Harper’s prologue hints at a problematic family and subsequent difficult sibling relationship between Juliet and Gemma. Older sister, Juliet, takes on the motherly role and Gemma plays devil-may-care baby sister. Now, years later, Juliet at 40 and Gemma 35, one Christmas holiday swap brings everything wrong with their relationship from simmering to boiling over. Juliet, divorced mother of four, resident of Tunbridge Wells, England, has always given her family the perfect Christmas, complete with perfectly placed lights, home-made, organic meals, and overflowing, hand-crafted stockings. But there is trouble in Juliet’s paradise: her divorce left her smarting, stressed, and disheartened. Her teen-age daughter is acting out; her to-do list is out of control, her great-aunt’s dementia-ridden behaviour sees frequent calls from the local constabulary, and her staid universe enters post-divorce dangerous waters. Her helpful, steady, possibly romantically interested next-door-neighbour, Will Turner, is the only friend who helps rather than hinders her. Enter her flighty sister, Gemma, whose “exotic” career as an assistant film director has her flying around the world with handsome movie stars. What Juliet doesn’t recognize are Gemma’s long hours, temperamental stars, and harried schedule.

What Harper created in the two sisters is a Martha-Mary dichotomy and a conflict wherein never the twain can meet in understanding and sympathy.
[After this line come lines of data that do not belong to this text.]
//! VisibilityEngine - the render thread's view of the visibility system.
//!
//! Owns the current snapshot and the per-frame visible list. Full rebuilds
//! run on the rayon pool against a detached copy of the world index and come
//! back over a channel; installing one is a single `Arc` replacement.
//! Incremental patches run on the render thread between frames.

use std::any::Any;
use std::collections::VecDeque;
use std::panic::{self, AssertUnwindSafe};
use std::sync::mpsc::{self, Receiver, Sender};
use std::sync::Arc;
use std::time::{Duration, Instant};

use crate::core::camera::Camera;
use crate::core::error::Error;
use crate::core::types::{IVec3, Result, Vec3};
use crate::math::Frustum;
use crate::voxel::{ChunkCoord, ChunkHandle, DirtyChunk, WorldIndex};

use super::config::CullingConfig;
use super::frustum_filter::FrustumFilter;
use super::node::GraphNode;
use super::scheduler::RebuildScheduler;
use super::snapshot::TraversalSnapshot;
use super::stats::FrameStats;
use super::traversal::{self, TraversalContext, Watchdog};

type RebuildFn = fn(&WorldIndex, &TraversalContext) -> TraversalSnapshot;

struct Rebuilt {
    snapshot: Arc<TraversalSnapshot>,
    elapsed: Duration,
}

/// Snapshot and frustum frozen for an out-of-band debug view.
///
/// Later camera movement, rebuilds and patches leave it untouched.
#[derive(Clone, Debug)]
pub struct DebugCapture {
    pub snapshot: Arc<TraversalSnapshot>,
    pub frustum: Frustum,
    pub camera_position: Vec3,
    pub camera_chunk: ChunkCoord,
    /// Node indices that passed the frustum filter when captured
    pub visible: Vec<u32>,
}

impl DebugCapture {
    pub fn visible_nodes(&self) -> impl Iterator<Item = &GraphNode> {
        self.visible.iter().map(|&i| self.snapshot.node(i))
    }
}

#[derive(Debug, Default)]
struct Counters {
    rebuilds_completed: u64,
    rebuilds_failed: u64,
    patches_applied: u64,
    last_rebuild: Duration,
}

/// Chunk visibility for one camera.
pub struct VisibilityEngine {
    config: CullingConfig,
    index: WorldIndex,
    scheduler: RebuildScheduler,
    snapshot: Arc<TraversalSnapshot>,
    filter: FrustumFilter,
    camera: Camera,
    frustum: Frustum,
    recompiled_tx: Sender<ChunkCoord>,
    recompiled_rx: Receiver<ChunkCoord>,
    results_tx: Sender<Result<Rebuilt>>,
    results_rx: Receiver<Result<Rebuilt>>,
    rebuild_in_flight: bool,
    /// Recompiles drained while a rebuild was running, replayed onto its result
    pending_recompiles: Vec<ChunkCoord>,
    rebuild_fn: RebuildFn,
    capture: Option<DebugCapture>,
    counters: Counters,
}

impl VisibilityEngine {
    /// Create an engine with an empty world index centered on the origin.
    pub fn new(config: CullingConfig) -> Result<Self> {
        let index = WorldIndex::new(config.index_layout(), ChunkCoord::new(0, 0, 0));
        Self::with_index(config, index)
    }

    /// Create an engine over an existing world index.
    pub fn with_index(config: CullingConfig, index: WorldIndex) -> Result<Self> {
        config.validate()?;
        if *index.layout() != config.index_layout() {
            return Err(Error::Config(format!(
                "world index layout {:?} does not match config {:?}",
                index.layout(),
                config.index_layout()
            )));
        }

        let watchdog = Arc::new(Watchdog::new(Instant::now()));
        let (recompiled_tx, recompiled_rx) = mpsc::channel();
        let (results_tx, results_rx) = mpsc::channel();
        let camera = Camera::default();

        Ok(Self {
            scheduler: RebuildScheduler::new(&config, watchdog),
            snapshot: Arc::new(TraversalSnapshot::new(&index, camera.chunk_coord())),
            filter: FrustumFilter::new(),
            frustum: camera.frustum(),
            camera,
            config,
            index,
            recompiled_tx,
            recompiled_rx,
            results_tx,
            results_rx,
            rebuild_in_flight: false,
            pending_recompiles: Vec::new(),
            rebuild_fn: traversal::build_snapshot,
            capture: None,
            counters: Counters::default(),
        })
    }

    pub fn config(&self) -> &CullingConfig {
        &self.config
    }

    pub fn index(&self) -> &WorldIndex {
        &self.index
    }

    /// Mutable world index for the chunk loader. Call between frames.
    pub fn index_mut(&mut self) -> &mut WorldIndex {
        &mut self.index
    }

    pub fn camera(&self) -> &Camera {
        &self.camera
    }

    /// Frustum the visible list was last computed with
    pub fn frustum(&self) -> &Frustum {
        &self.frustum
    }

    /// Run one frame step.
    pub fn update(&mut self, camera: &Camera, now: Instant) {
        self.camera = *camera;
        self.frustum = camera.frustum();

        let mut filtered = self.poll_rebuild(now);

        if self
            .scheduler
            .should_rebuild(camera.block_pos(), now, self.rebuild_in_flight)
        {
            filtered |= self.start_rebuild(now);
        }

        filtered |= self.apply_patches(now);

        let (yaw, pitch) = camera.euler_degrees();
        if self.scheduler.should_refilter(camera.position, yaw, pitch) && !filtered {
            self.refilter();
        }
    }

    fn context(&self, now: Instant) -> TraversalContext {
        TraversalContext::new(&self.camera, &self.config, self.scheduler.watchdog().clone(), now)
    }

    fn refilter(&mut self) {
        self.filter.update(&self.snapshot, &self.frustum);
    }

    /// Start a full rebuild; returns true if it finished inline and was
    /// installed.
    fn start_rebuild(&mut self, now: Instant) -> bool {
        let ctx = self.context(now);

        if !self.config.background_rebuilds {
            let outcome = run_rebuild(self.rebuild_fn, &self.index, &ctx);
            return self.finish_rebuild(outcome, now);
        }

        let index = self.index.detached();
        let results = self.results_tx.clone();
        let rebuild = self.rebuild_fn;
        self.rebuild_in_flight = true;
        rayon::spawn(move || {
            let outcome = run_rebuild(rebuild, &index, &ctx);
            if results.send(outcome).is_err() {
                log::debug!("Visibility engine dropped before rebuild finished");
            }
        });
        false
    }

    /// Install a finished background rebuild, if one is waiting.
    fn poll_rebuild(&mut self, now: Instant) -> bool {
        match self.results_rx.try_recv() {
            Ok(outcome) => self.finish_rebuild(outcome, now),
            Err(_) => false,
        }
    }

    fn finish_rebuild(&mut self, outcome: Result<Rebuilt>, now: Instant) -> bool {
        self.rebuild_in_flight = false;
        let pending = std::mem::take(&mut self.pending_recompiles);
        match outcome {
            Ok(rebuilt) => {
                self.counters.rebuilds_completed += 1;
                self.counters.last_rebuild = rebuilt.elapsed;
                log::debug!(
                    "Installed visibility snapshot: {} nodes in {:.2}ms",
                    rebuilt.snapshot.len(),
                    rebuilt.elapsed.as_secs_f64() * 1000.0
                );
                self.snapshot = rebuilt.snapshot;
                self.replay_recompiles(&pending, now);
                self.refilter();
                true
            }
            // The previous snapshot already has these patched in
            Err(e) => {
                self.counters.rebuilds_failed += 1;
                log::error!("{}; keeping previous snapshot", e);
                false
            }
        }
    }

    /// Block until the in-flight rebuild (if any) is installed. Returns false
    /// on timeout.
    pub fn wait_for_rebuild(&mut self, timeout: Duration) -> bool {
        if !self.rebuild_in_flight {
            return true;
        }
        match self.results_rx.recv_timeout(timeout) {
            Ok(outcome) => {
                self.finish_rebuild(outcome, Instant::now());
                true
            }
            Err(_) => false,
        }
    }

    /// Drain recompile notifications and re-expand the affected nodes.
    fn apply_patches(&mut self, now: Instant) -> bool {
        let recompiled: Vec<ChunkCoord> = self.recompiled_rx.try_iter().collect();
        if recompiled.is_empty() {
            return false;
        }
        if self.rebuild_in_flight {
            // The worker may have read these chunks before they changed
            self.pending_recompiles.extend_from_slice(&recompiled);
        }

        let seeds = traversal::patch_seeds(&self.snapshot, &self.index, &recompiled);
        if seeds.is_empty() {
            return false;
        }

        let ctx = self.context(now);
        let count = seeds.len();
        // Copies only while a debug capture still holds this snapshot
        let snapshot = Arc::make_mut(&mut self.snapshot);
        let before = snapshot.len();
        let mut queue: VecDeque<u32> = seeds.into();
        traversal::relax(snapshot, &self.index, &ctx, &mut queue);

        log::debug!(
            "Patched {} recompiled chunks: {} -> {} nodes",
            count,
            before,
            snapshot.len()
        );
        self.counters.patches_applied += count as u64;
        self.refilter();
        true
    }

    /// Patch recompiles that raced a background rebuild into its result.
    fn replay_recompiles(&mut self, recompiled: &[ChunkCoord], now: Instant) {
        if recompiled.is_empty() {
            return;
        }
        let ctx = self.context(now);
        let count = traversal::patch(Arc::make_mut(&mut self.snapshot), &self.index, &ctx, recompiled);
        if count > 0 {
            log::debug!(
                "Replayed {} of {} recompiles onto the new snapshot",
                count,
                recompiled.len()
            );
        }
        self.counters.patches_applied += count as u64;
    }

    /// Queue a chunk whose mesh was just rebuilt
    pub fn notify_recompiled(&self, coord: ChunkCoord) {
        // The receiver lives as long as `self`
        let _ = self.recompiled_tx.send(coord);
    }

    /// Sender mesh workers can use to report recompiled chunks from any
    /// thread.
    pub fn recompile_notifier(&self) -> Sender<ChunkCoord> {
        self.recompiled_tx.clone()
    }

    /// Invalidate a chunk so the mesh compiler revisits it.
    pub fn mark_dirty(&mut self, coord: ChunkCoord, main_thread_hint: bool) -> bool {
        self.index.mark_dirty(coord, main_thread_hint)
    }

    /// Invalidate chunks touched by an edit of the inclusive block range and
    /// their face neighbors.
    pub fn mark_region_dirty(&mut self, min_block: IVec3, max_block: IVec3) -> usize {
        self.index.mark_region_dirty(min_block, max_block)
    }

    /// Chunks waiting for the mesh compiler, main-thread work first
    pub fn take_dirty_chunks(&mut self) -> Vec<DirtyChunk> {
        self.index.take_dirty_chunks()
    }

    /// Visible chunks in snapshot order
    pub fn visible_chunks(&self) -> impl Iterator<Item = &Arc<ChunkHandle>> {
        self.visible_nodes().map(|node| &node.chunk)
    }

    pub fn visible_nodes(&self) -> impl Iterator<Item = &GraphNode> {
        self.filter.visible().iter().map(|&i| self.snapshot.node(i))
    }

    pub fn visible_count(&self) -> usize {
        self.filter.len()
    }

    pub fn total_chunk_count(&self) -> usize {
        self.index.chunk_count()
    }

    pub fn visible_drawable_count(&self) -> usize {
        self.visible_chunks()
            .filter(|chunk| chunk.has_drawable_content())
            .count()
    }

    /// Freeze the current snapshot and frustum for a debug overlay.
    pub fn capture_snapshot_for_debug(&mut self) -> &DebugCapture {
        self.capture.insert(DebugCapture {
            snapshot: Arc::clone(&self.snapshot),
            frustum: self.frustum,
            camera_position: self.camera.position,
            camera_chunk: self.camera.chunk_coord(),
            visible: self.filter.visible().to_vec(),
        })
    }

    pub fn release_debug_snapshot(&mut self) {
        self.capture = None;
    }

    pub fn debug_capture(&self) -> Option<&DebugCapture> {
        self.capture.as_ref()
    }

    /// Rebuild on the next frame no rebuild is running
    pub fn force_full_rebuild(&mut self) {
        self.scheduler.force_full_rebuild();
    }

    /// Resize the loaded area. Returns the chunks that no longer fit.
    pub fn set_view_distance(&mut self, view_distance: i32) -> Result<Vec<Arc<ChunkHandle>>> {
        let config = CullingConfig {
            view_distance,
            ..self.config.clone()
        };
        config.validate()?;
        self.config = config;

        let dropped = self.index.set_view_distance(view_distance);
        log::info!(
            "View distance set to {} chunks ({} chunks dropped)",
            view_distance,
            dropped.len()
        );
        self.scheduler.force_full_rebuild();
        Ok(dropped)
    }

    /// Current snapshot
    pub fn snapshot(&self) -> &Arc<TraversalSnapshot> {
        &self.snapshot
    }

    pub fn rebuild_in_flight(&self) -> bool {
        self.rebuild_in_flight
    }

    pub fn stats(&self) -> FrameStats {
        FrameStats {
            total_chunks: self.total_chunk_count() as u32,
            snapshot_nodes: self.snapshot.len() as u32,
            visible_chunks: self.visible_count() as u32,
            visible_drawable: self.visible_drawable_count() as u32,
            rebuilds_completed: self.counters.rebuilds_completed,
            rebuilds_failed: self.counters.rebuilds_failed,
            patches_applied: self.counters.patches_applied,
            last_rebuild: self.counters.last_rebuild,
            rebuild_in_flight: self.rebuild_in_flight,
        }
    }

    #[cfg(test)]
    fn set_rebuild_fn(&mut self, rebuild: RebuildFn) {
        self.rebuild_fn = rebuild;
    }
}

fn run_rebuild(rebuild: RebuildFn, index: &WorldIndex, ctx: &TraversalContext) -> Result<Rebuilt> {
    let start = Instant::now();
    match panic::catch_unwind(AssertUnwindSafe(|| rebuild(index, ctx))) {
        Ok(snapshot) => Ok(Rebuilt {
            snapshot: Arc::new(snapshot),
            elapsed: start.elapsed(),
        }),
        Err(payload) => Err(Error::Rebuild(panic_message(payload.as_ref()))),
    }
}

fn panic_message(payload: &(dyn Any + Send)) -> String {
    if let Some(msg) = payload.downcast_ref::<&str>() {
        msg.to_string()
    } else if let Some(msg) = payload.downcast_ref::<String>() {
        msg.clone()
    } else {
        "rebuild panicked".to_string()
    }
}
Juliet and Gemma love each other, but put them in the same room and past and present resentments and misunderstandings surface. Their Martha-and-Mary personalities are at play when Gemma breezes into Tunbridge Wells with bags of presents for her nieces and nephews and ready apology for leaving Juliet on her own for Christmas while she lies on a Caribbean beach. Juliet is furious and overwhelmed; Gemma is petulant and guilt-ridden. Gemma offers to give Juliet her plane ticket and vacation while she cares for the children and gives the strays Juliet picks up and succors for Christmas a decent holiday dinner. The set-up is obvious: Juliet and Gemma will spend their holiday in each others’ shoes and arrive at sympathy for the other. Juliet and Gemma’s respective hilarious mis- and adventures make this warm, witty novel quite palatable. In their homemaker-versus-career-women friction are sown the seeds of empathy when they swap lives over the holiday. Deprived of ferrying the children, rescuing Great-Aunt Sylvia, and her ever-present to-do list, Juliet is forced to reevaluate her life in the sun and surf of St. Lucia … enter one gorgeous Italian in Marco Capello and she has to find her womanhood beyond children, PTA, and church bazaar. Enter Gemma into Juliet’s life and she in turn must realize what it means to be responsible for anyone beyond herself, how to ask for and accept help in the form of one Stick-Up-His-Butt handsome neighbour, and re-evaluate her, if not contempt, ignorance of what Juliet gives up to be everything to everyone, a help-meet and friend. The lessons are hard-won and yet told with a light touch; the emotion is believable, even while the plot is derivative.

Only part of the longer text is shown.